Data extract:
══════════════════════════════
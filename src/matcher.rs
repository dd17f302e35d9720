//! Split matching: find candidate words that are two dictionary words joined.
//!
//! For each candidate, every split point that leaves both sides non-empty is
//! tested against the full dictionary. A candidate can produce several
//! records, one per valid split.

use crate::dictionary::Dictionary;
use std::fmt;

/// A candidate word together with one valid way to split it.
///
/// Invariant: `prefix + suffix == whole`, both halves are non-empty, and all
/// three strings are dictionary entries.
#[derive(Debug, Clone, Copy, PartialEq, Eq, Hash)]
pub struct MatchRecord<'a> {
    pub prefix: &'a str,
    pub suffix: &'a str,
    pub whole: &'a str,
}

impl MatchRecord<'_> {
    /// Byte offset of the split within `whole`.
    #[must_use]
    pub fn split_index(&self) -> usize {
        self.prefix.len()
    }
}

impl fmt::Display for MatchRecord<'_> {
    fn fmt(&self, f: &mut fmt::Formatter<'_>) -> fmt::Result {
        write!(f, "{} + {} => {}", self.prefix, self.suffix, self.whole)
    }
}

/// Every way to cut `word` into a non-empty prefix and non-empty suffix.
///
/// Cuts fall on char boundaries, so a six-character word always yields
/// five pairs regardless of its byte length.
pub fn split_points(word: &str) -> impl Iterator<Item = (&str, &str)> {
    word.char_indices()
        .skip(1)
        .map(move |(index, _)| word.split_at(index))
}

/// Match all candidates against the dictionary.
///
/// Output is sorted by whole word, then by split position, so repeated runs
/// over the same dictionary produce identical sequences.
#[must_use]
pub fn find_matches<'a>(candidates: &[&'a str], dictionary: &Dictionary) -> Vec<MatchRecord<'a>> {
    let mut records: Vec<MatchRecord<'a>> = candidates
        .iter()
        .flat_map(|&whole| matches_for(whole, dictionary))
        .collect();

    records.sort_unstable_by(|a, b| {
        a.whole
            .cmp(b.whole)
            .then_with(|| a.split_index().cmp(&b.split_index()))
    });
    records
}

fn matches_for<'a, 'd>(
    whole: &'a str,
    dictionary: &'d Dictionary,
) -> impl Iterator<Item = MatchRecord<'a>> + 'd
where
    'a: 'd,
{
    split_points(whole)
        .filter(move |(prefix, suffix)| dictionary.contains(prefix) && dictionary.contains(suffix))
        .map(move |(prefix, suffix)| MatchRecord {
            prefix,
            suffix,
            whole,
        })
}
══════════════════════════════
Task requirements:
The first line of the records and every line down to the line with "use std::fmt;" must be quoted exactly; leave out all else.

Solution for this problem:
filename src/matcher.rs
repository dd17f302e35d9720
//! Split matching: find candidate words that are two dictionary words joined.
//!
//! For each candidate, every split point that leaves both sides non-empty is
//! tested against the full dictionary. A candidate can produce several
//! records, one per valid split.

use crate::dictionary::Dictionary;
use std::fmt;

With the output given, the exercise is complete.